2. Background Information (optional)

A brief section giving background information may be necessary, especially if your work spans two or more traditional fields. That means that your readers may not have any experience with some of the material needed to follow your thesis, so you need to give it to them. A different title than that given above is usually better; e.g., "A Brief Review of Frammis Algebra."

3. Review of the State of the Art

Here you review the state of the art relevant to your thesis. Again, a different title is probably appropriate; e.g., "State of the Art in Zylon Algorithms." The idea is to present (critical analysis comes a little bit later) the major ideas in the state of the art right up to, but not including, your own personal brilliant ideas.

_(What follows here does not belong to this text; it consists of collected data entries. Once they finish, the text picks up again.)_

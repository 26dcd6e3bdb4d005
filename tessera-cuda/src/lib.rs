//! CUDA/NCCL backends for the tessera engine.
//!
//! `CudaRuntime` implements the accelerator runtime interface over the CUDA
//! driver API and `NcclCollective` implements the collective interface over
//! NCCL, both via `cudarc`. Rendezvous of the NCCL unique id across ranks is
//! the deployment's job; helpers for serializing it are provided.

pub mod collective;
pub mod error;
pub mod runtime;
pub mod types;

pub use collective::{NCCL_ID_BYTES, NcclCollective, id_from_bytes, id_to_bytes};
pub use error::{CudaBackendError, Result};
pub use runtime::CudaRuntime;
pub use types::{to_nccl_dtype, to_nccl_op};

You organize this section by idea, and not by author or by publication. For example if there have been three important main approaches to Zylon Algorithms to date, you might organize subsections around these three approaches, if necessary:

3.1 Iterative Approximation of Zylons

3.2 Statistical Weighting of Zylons

3.3 Graph-Theoretic Approaches to Zylon Manipulation

4. Research Question or Problem Statement

Engineering theses tend to refer to a "problem" to be solved where other disciplines talk in terms of a "question" to be answered. In either case, this section has three main parts:

1. a concise statement of the question that your thesis tackles

2. justification, by direct reference to section 3, that your question is previously unanswered

3. discussion of why it is worthwhile to answer this question.

Item 2 above is where you analyze the information which you presented in Section 3. For example, maybe your problem is to "develop a Zylon algorithm capable of handling very large scale problems in reasonable time" (you would further describe what you mean by "large scale" and "reasonable time" in the problem statement). Now in your analysis of the state of the art you would show how each class of current approaches fails (i.e. can handle only small problems, or takes too much time). In the last part of this section you would explain why having a large-scale fast Zylon algorithm is useful; e.g., by describing applications where it can be used.

Since this is one of the sections that the readers are definitely looking for, highlight it by using the word "problem" or "question" in the title: e.g. "Research Question" or "Problem Statement", or maybe something more specific such as "The Large-Scale Zylon Algorithm Problem."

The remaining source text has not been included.